▶ _Your instructions_
Your answer should hold all lines of the entries that include the word "Instant".
▶
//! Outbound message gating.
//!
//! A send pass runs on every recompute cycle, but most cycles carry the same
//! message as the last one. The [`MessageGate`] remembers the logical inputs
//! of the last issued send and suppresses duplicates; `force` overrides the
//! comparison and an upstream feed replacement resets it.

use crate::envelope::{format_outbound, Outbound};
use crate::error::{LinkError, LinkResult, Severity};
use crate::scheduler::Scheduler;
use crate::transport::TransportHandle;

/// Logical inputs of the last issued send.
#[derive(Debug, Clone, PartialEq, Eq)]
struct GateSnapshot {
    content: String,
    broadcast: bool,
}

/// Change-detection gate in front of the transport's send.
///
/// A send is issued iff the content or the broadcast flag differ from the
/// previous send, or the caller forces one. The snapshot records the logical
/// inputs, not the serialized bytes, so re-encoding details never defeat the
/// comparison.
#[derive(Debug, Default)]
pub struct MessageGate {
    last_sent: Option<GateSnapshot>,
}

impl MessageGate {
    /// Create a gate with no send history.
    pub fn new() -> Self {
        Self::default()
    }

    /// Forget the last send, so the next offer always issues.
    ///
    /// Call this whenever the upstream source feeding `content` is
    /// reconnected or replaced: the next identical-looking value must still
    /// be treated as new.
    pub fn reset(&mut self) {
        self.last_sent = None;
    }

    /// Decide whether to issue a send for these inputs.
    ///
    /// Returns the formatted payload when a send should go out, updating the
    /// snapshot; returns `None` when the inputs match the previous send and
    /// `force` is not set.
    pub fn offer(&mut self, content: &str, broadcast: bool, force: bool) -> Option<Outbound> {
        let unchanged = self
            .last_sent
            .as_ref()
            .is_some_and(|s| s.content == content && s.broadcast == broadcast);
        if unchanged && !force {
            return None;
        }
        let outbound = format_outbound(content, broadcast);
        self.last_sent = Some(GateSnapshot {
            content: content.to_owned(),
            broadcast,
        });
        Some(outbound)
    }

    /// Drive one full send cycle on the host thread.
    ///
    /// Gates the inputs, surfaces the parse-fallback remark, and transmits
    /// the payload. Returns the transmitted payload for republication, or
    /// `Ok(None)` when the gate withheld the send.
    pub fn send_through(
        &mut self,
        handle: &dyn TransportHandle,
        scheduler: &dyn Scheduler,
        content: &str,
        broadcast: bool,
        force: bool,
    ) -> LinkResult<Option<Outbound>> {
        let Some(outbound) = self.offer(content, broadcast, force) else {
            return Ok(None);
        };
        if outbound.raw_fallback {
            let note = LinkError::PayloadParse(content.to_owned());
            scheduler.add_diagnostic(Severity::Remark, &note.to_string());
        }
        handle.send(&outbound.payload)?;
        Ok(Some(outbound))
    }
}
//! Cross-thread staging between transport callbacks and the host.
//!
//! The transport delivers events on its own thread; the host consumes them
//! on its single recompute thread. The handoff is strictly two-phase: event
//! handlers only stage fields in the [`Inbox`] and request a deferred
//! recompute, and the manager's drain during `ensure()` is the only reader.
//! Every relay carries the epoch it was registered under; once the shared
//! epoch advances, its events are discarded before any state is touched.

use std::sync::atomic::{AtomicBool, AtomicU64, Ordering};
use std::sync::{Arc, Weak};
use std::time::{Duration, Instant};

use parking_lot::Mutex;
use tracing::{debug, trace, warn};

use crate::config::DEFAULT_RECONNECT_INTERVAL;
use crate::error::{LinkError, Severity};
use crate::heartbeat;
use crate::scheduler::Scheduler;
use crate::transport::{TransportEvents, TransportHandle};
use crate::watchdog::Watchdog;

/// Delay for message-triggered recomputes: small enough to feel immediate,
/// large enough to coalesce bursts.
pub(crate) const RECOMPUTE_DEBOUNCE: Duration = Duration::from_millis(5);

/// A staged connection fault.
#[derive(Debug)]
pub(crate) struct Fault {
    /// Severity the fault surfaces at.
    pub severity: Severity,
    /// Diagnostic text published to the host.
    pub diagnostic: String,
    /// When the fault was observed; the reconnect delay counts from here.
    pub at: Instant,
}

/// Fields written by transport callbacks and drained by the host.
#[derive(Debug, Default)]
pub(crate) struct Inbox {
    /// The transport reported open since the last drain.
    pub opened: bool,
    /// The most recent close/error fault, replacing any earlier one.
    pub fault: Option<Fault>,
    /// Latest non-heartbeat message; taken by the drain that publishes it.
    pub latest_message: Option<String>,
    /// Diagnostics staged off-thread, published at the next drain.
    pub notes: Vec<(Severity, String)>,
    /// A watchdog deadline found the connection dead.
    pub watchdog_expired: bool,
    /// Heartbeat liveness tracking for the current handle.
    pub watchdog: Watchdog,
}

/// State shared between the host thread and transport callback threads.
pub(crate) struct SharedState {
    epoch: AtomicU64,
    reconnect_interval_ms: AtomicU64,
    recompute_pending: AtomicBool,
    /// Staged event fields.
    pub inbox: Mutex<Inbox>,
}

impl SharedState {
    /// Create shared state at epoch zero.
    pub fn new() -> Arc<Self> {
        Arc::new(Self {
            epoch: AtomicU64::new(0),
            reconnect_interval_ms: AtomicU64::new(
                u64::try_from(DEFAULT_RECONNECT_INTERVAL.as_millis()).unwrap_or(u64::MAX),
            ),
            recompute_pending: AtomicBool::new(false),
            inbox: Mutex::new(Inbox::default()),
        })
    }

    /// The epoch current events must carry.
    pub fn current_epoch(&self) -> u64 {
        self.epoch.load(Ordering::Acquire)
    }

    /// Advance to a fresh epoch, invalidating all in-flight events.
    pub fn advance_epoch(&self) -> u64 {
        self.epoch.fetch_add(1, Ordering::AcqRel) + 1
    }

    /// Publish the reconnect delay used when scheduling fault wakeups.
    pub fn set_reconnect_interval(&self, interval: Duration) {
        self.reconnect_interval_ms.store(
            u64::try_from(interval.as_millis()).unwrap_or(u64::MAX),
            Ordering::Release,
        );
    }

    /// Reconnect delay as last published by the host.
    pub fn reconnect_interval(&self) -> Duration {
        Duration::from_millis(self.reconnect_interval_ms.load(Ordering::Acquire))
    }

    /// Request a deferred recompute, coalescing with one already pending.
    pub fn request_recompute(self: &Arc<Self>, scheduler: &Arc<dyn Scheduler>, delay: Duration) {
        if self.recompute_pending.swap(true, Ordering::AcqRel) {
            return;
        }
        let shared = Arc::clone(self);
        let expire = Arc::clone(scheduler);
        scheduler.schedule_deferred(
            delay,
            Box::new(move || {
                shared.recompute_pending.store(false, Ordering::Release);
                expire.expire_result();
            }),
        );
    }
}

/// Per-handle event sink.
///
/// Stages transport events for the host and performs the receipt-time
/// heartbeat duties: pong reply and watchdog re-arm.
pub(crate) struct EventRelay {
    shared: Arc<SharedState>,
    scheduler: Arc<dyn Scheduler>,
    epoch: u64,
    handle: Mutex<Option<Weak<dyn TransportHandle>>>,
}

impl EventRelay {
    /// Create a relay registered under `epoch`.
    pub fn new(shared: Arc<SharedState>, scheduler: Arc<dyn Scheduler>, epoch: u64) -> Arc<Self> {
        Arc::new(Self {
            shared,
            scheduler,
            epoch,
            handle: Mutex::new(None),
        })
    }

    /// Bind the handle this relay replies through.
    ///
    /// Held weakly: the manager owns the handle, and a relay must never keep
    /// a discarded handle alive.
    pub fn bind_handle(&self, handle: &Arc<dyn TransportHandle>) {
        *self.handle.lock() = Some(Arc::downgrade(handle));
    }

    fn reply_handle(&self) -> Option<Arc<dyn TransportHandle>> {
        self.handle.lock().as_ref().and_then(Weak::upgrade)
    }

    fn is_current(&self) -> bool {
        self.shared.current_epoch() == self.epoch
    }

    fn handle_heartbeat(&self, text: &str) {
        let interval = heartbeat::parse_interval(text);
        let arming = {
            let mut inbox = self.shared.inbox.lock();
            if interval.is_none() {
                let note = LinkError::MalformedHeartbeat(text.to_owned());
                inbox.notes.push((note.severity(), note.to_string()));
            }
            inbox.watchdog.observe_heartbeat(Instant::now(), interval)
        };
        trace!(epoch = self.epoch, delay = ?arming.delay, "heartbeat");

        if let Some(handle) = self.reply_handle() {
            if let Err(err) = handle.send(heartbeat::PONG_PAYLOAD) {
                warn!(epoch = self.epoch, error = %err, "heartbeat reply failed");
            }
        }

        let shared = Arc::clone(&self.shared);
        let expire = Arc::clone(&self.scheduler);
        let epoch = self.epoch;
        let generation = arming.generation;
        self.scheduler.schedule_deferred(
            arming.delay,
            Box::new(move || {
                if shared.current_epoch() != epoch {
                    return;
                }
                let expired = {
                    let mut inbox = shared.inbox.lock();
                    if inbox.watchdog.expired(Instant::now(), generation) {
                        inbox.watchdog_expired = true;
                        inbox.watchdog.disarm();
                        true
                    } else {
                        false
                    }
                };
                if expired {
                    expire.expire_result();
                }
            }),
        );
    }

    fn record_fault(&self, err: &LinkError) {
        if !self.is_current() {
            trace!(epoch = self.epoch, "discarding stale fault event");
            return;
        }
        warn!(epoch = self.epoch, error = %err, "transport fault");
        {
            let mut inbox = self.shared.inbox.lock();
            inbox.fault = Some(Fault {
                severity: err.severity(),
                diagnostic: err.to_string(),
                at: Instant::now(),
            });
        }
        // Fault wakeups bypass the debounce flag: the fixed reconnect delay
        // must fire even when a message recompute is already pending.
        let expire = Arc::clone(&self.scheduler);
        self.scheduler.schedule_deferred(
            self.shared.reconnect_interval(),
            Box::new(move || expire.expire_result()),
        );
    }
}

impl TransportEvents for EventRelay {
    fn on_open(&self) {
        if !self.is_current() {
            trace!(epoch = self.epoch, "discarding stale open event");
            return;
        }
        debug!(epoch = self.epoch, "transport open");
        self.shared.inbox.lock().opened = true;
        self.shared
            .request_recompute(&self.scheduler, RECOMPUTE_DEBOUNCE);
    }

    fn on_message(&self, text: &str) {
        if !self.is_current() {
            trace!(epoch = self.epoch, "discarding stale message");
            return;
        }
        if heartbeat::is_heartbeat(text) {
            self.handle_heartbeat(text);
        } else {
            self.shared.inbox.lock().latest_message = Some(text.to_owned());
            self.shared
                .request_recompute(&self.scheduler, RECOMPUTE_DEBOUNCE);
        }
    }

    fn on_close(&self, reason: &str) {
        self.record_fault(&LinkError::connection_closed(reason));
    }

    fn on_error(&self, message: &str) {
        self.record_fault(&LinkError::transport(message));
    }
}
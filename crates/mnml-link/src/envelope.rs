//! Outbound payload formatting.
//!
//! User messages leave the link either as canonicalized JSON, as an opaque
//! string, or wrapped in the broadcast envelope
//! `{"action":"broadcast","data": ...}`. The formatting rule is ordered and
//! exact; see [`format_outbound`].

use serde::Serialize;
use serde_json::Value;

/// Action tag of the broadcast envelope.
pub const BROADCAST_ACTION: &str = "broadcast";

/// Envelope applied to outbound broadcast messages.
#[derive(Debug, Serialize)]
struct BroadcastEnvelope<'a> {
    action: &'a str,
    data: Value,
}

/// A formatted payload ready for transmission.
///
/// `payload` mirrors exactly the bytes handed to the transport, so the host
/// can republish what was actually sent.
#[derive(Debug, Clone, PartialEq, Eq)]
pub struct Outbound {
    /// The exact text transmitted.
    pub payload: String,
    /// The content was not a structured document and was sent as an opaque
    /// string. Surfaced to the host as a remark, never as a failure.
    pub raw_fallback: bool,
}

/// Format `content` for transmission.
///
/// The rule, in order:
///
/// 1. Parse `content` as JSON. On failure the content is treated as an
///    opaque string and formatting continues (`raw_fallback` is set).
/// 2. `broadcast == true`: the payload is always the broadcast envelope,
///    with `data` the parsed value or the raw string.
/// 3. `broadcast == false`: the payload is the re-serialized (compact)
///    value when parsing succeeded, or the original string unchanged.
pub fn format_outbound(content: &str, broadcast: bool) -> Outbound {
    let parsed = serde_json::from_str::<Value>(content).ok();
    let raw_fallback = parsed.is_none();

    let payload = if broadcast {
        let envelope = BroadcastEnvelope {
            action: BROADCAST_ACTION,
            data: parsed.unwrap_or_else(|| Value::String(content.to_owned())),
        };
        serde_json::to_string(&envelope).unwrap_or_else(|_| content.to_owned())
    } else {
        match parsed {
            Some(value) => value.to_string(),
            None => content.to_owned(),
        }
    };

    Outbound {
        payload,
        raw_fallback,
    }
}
◀
▶
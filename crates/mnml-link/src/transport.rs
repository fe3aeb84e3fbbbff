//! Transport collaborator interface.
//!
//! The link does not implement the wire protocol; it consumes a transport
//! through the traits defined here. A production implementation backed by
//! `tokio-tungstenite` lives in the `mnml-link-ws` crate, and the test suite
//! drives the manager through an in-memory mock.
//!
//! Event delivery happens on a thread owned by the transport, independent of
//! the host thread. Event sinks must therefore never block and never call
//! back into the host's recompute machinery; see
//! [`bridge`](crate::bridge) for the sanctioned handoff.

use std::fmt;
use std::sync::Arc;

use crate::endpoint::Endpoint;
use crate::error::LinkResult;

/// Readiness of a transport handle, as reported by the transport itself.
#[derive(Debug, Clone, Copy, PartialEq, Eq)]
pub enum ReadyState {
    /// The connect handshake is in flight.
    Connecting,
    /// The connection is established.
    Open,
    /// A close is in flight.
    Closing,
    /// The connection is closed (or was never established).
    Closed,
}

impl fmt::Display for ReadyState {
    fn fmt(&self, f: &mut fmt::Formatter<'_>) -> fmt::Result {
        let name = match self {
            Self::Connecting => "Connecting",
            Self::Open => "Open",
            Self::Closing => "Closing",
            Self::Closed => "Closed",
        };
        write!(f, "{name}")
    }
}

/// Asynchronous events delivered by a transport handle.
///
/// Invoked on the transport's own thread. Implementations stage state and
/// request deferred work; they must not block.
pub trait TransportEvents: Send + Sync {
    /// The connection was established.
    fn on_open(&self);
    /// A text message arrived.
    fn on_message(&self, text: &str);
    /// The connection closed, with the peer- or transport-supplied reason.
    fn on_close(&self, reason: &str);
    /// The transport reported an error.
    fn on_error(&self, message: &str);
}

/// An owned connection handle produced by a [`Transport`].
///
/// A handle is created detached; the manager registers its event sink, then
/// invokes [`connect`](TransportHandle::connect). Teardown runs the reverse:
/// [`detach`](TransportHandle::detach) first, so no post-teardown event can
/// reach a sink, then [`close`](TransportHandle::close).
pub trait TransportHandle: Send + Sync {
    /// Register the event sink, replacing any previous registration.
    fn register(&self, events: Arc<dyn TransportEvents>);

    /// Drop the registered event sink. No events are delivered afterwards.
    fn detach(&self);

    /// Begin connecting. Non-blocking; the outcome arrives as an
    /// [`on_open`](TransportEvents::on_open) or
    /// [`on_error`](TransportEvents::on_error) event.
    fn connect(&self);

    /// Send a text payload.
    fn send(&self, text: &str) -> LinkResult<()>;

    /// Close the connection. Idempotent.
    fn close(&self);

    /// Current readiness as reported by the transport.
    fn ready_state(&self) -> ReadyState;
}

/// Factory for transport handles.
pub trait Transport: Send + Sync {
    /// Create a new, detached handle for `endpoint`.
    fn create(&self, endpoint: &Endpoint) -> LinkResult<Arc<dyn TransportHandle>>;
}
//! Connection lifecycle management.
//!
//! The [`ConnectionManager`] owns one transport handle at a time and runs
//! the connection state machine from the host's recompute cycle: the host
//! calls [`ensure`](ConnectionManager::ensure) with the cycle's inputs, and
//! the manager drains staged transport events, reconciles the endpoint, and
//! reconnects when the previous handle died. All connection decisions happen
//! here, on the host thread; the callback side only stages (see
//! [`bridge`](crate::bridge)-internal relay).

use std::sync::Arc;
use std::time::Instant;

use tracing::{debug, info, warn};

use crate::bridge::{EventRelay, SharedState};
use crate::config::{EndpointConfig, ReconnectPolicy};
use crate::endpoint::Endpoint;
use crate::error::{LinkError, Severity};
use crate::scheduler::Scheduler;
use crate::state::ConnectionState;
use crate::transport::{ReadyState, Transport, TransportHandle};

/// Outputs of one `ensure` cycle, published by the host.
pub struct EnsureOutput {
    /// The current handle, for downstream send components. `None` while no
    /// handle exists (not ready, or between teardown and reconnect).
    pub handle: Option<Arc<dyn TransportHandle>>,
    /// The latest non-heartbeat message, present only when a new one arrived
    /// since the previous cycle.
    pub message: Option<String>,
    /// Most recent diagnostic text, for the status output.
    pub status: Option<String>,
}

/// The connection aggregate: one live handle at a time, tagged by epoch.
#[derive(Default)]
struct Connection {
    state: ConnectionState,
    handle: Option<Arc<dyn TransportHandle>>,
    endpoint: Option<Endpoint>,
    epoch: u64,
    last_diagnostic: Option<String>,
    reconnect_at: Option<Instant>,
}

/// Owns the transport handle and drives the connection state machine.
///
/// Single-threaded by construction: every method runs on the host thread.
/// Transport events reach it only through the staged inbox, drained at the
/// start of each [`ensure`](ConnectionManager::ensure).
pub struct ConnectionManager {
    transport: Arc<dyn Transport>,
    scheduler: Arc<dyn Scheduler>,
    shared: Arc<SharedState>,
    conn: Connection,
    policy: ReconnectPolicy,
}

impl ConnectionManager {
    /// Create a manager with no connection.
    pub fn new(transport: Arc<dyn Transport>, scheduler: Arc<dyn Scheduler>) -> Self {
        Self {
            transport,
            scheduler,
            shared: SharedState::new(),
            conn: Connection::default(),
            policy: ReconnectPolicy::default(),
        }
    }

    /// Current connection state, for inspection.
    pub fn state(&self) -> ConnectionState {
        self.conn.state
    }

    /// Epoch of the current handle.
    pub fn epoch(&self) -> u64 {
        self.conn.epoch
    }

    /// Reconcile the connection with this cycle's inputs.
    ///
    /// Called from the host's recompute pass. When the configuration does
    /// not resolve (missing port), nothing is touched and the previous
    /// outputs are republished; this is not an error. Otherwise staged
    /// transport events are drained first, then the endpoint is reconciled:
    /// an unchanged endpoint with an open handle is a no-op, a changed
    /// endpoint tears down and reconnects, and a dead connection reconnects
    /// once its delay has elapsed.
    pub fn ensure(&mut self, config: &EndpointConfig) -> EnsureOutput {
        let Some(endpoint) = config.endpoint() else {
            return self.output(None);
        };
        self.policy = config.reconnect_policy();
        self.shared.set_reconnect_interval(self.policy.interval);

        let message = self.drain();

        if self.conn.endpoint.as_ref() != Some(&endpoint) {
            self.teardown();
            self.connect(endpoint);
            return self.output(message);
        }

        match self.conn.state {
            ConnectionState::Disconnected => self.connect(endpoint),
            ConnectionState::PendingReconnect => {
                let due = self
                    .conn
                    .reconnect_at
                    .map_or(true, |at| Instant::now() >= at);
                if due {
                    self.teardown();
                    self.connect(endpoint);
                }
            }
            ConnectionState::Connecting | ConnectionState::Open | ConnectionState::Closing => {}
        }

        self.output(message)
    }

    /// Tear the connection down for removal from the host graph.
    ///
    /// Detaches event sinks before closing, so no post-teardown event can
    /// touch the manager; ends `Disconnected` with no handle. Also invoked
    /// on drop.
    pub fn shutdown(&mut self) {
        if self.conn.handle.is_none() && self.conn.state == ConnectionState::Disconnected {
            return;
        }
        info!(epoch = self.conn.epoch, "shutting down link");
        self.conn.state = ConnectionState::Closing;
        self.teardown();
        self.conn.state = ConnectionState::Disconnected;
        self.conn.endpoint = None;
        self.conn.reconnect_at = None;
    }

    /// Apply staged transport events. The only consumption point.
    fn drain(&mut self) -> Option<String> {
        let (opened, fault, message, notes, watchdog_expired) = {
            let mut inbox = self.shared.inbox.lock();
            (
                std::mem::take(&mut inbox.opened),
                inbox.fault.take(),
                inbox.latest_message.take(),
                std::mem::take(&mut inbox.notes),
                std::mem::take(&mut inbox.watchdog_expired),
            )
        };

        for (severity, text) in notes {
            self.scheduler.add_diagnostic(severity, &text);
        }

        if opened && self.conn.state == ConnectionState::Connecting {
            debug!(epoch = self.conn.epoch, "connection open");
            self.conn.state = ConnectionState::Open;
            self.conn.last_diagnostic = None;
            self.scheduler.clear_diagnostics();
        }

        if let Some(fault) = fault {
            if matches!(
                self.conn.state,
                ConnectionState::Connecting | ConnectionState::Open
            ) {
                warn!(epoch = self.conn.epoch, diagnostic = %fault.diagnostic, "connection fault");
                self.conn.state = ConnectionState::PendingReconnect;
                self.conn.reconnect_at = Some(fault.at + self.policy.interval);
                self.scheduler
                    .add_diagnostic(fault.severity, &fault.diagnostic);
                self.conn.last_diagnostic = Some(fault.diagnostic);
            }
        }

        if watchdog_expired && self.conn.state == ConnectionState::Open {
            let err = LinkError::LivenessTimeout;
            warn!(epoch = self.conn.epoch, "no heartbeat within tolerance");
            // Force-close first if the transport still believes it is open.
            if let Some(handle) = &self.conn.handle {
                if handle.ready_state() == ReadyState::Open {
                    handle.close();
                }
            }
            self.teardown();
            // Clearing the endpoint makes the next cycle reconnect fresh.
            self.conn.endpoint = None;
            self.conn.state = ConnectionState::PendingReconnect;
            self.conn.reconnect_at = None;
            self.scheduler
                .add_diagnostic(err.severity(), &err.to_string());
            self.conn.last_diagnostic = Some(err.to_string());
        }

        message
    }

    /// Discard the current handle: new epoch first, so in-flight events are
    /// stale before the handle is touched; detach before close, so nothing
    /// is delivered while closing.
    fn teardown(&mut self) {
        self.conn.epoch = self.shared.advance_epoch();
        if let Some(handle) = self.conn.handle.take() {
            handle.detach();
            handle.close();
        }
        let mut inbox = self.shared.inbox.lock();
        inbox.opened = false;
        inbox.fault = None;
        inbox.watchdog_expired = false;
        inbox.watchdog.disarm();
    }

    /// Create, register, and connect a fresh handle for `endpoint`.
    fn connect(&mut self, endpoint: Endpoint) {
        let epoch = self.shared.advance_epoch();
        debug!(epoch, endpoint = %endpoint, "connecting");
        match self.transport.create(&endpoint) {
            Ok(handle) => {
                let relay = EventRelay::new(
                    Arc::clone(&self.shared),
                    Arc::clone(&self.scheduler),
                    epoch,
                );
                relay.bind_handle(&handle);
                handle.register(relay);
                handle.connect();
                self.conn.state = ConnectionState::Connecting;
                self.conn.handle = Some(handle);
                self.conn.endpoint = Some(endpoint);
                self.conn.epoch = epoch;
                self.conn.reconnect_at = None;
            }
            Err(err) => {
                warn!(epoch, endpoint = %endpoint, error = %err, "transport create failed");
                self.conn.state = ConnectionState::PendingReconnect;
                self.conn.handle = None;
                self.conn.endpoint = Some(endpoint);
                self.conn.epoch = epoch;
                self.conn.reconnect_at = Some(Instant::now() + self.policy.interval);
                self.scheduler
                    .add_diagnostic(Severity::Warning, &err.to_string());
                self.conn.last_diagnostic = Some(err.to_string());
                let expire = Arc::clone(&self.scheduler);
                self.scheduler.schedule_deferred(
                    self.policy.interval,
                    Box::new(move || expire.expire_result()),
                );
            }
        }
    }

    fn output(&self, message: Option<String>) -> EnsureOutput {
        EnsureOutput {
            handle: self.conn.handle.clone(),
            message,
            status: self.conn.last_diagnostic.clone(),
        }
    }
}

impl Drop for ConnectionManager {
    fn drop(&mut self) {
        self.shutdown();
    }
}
◀
▶
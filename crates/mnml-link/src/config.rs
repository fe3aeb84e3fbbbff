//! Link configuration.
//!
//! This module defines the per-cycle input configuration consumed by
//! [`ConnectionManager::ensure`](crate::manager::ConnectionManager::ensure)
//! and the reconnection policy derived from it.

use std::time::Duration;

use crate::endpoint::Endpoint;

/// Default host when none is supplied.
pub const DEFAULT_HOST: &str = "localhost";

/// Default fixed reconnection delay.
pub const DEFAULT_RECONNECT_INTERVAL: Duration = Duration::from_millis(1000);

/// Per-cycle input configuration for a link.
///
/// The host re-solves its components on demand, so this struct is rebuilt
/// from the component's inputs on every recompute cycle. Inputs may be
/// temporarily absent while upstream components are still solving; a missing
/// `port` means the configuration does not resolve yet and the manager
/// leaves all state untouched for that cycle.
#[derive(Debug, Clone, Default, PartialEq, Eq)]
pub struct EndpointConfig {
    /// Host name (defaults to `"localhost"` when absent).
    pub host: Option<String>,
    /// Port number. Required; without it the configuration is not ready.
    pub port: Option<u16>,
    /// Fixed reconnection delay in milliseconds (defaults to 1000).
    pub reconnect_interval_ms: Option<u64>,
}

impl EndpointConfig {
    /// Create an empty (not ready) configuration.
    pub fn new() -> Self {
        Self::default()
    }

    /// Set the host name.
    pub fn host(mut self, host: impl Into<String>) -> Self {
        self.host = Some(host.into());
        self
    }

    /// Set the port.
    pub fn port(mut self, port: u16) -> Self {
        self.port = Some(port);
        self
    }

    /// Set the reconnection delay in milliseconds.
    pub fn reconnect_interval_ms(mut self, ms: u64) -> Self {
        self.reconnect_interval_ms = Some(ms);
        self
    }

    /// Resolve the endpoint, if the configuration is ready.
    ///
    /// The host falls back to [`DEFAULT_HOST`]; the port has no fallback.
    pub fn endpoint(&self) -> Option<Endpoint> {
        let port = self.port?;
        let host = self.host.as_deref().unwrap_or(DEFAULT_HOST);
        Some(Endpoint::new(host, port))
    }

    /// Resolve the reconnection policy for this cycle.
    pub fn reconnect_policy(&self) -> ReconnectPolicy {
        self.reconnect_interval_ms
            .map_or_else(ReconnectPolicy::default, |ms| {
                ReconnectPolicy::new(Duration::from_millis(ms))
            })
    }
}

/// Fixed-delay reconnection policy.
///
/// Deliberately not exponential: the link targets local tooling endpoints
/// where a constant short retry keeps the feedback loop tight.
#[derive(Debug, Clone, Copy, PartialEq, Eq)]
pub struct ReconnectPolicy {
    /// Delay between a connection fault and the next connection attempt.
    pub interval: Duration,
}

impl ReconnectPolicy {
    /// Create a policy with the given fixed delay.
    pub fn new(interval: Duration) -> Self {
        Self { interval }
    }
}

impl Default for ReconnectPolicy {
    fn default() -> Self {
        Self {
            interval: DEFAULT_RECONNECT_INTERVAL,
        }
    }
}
◀
▶ _Solution to the exercise_
use std::time::{Duration, Instant};
    pub at: Instant,
            inbox.watchdog.observe_heartbeat(Instant::now(), interval)
                    if inbox.watchdog.expired(Instant::now(), generation) {
                at: Instant::now(),
use std::time::Instant;
    reconnect_at: Option<Instant>,
                    .map_or(true, |at| Instant::now() >= at);
                self.conn.reconnect_at = Some(Instant::now() + self.policy.interval);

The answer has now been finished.